Honda told the National Highway Traffic Safety Administration that a defect with automatic transmissions could result in a vehicle rolling away and could increase the risk of a crash.   Associated Press
Associated Press
Honda told the National Highway Traffic Safety Administration that a defect with automatic transmissions could result in a vehicle rolling away and could increase the risk of a crash.

Honda said the most recent recall involves 384,220 vehicles and includes 2003 model year Accord and Civics and 2003-04 versions of the Element. Honda told the National Highway Traffic Safety Administration that the defect with the automatic transmissions could result in a vehicle rolling away, increasing the risk of a crash.

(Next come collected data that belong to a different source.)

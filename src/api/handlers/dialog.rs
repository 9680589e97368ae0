//! Drives an [`EditDialog`] across one form submission.
//!
//! A GET renders the draft taken from the stored entity. A POST reopens the
//! dialog over the same entity, swaps in the submitted draft and presses the
//! chosen button. A dialog that closes redirects to its list page with the
//! notifications flashed; one that stays open is rendered again.

use axum::{
    http::StatusCode,
    response::{IntoResponse, Redirect, Response},
};
use tower_cookies::Cookies;

use crate::api::dtos::requests::DialogAction;
use crate::api::views::push_flash;
use crate::domain::dialogs::{DialogError, EditDialog, FormDraft};

/// Status to render a dialog that is still open with.
pub async fn press<D: FormDraft>(dialog: &mut EditDialog<D>, action: DialogAction) -> Option<StatusCode> {
    let result = match action {
        DialogAction::Save => dialog.save().await,
        DialogAction::Delete => dialog.delete().await,
        DialogAction::Discard => {
            dialog.discard();
            Ok(())
        }
    };

    match result {
        Ok(()) if !dialog.is_open() => None,
        Ok(()) => Some(StatusCode::OK),
        Err(DialogError::Persistence(e)) => Some(e.status()),
        Err(_) => Some(StatusCode::UNPROCESSABLE_ENTITY),
    }
}

pub fn close<D: FormDraft>(cookies: &Cookies, dialog: &mut EditDialog<D>, to: &str) -> Response {
    push_flash(cookies, &dialog.take_notifications());
    Redirect::to(to).into_response()
}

The automaker said in a statement that the recall would involve about 197,000 Accords, 117,000 Civics and 69,000 Elements. The company said it has received several complaints about the ignition interlock and "is aware of a small number of related incidents, including one that resulted in a minor injury."

Honda said that the ignition interlock mechanism could be damaged or worn during use and that "it may become possible to remove the ignition key when the shift lever is not in park." Unless the parking brake is set, the vehicle could roll away under those circumstances.

The three related recalls have involved about 1.4 million vehicles since 2003. Honda recalled more than 560,000 minivans and sedans, including the 1998-99 Accord, to correct the ignition park-shift interlock defect in October 2003. In January 2005, Honda recalled nearly 490,000 passenger cars, including certain 1999-2002 Accords, because of the ignition switch problem.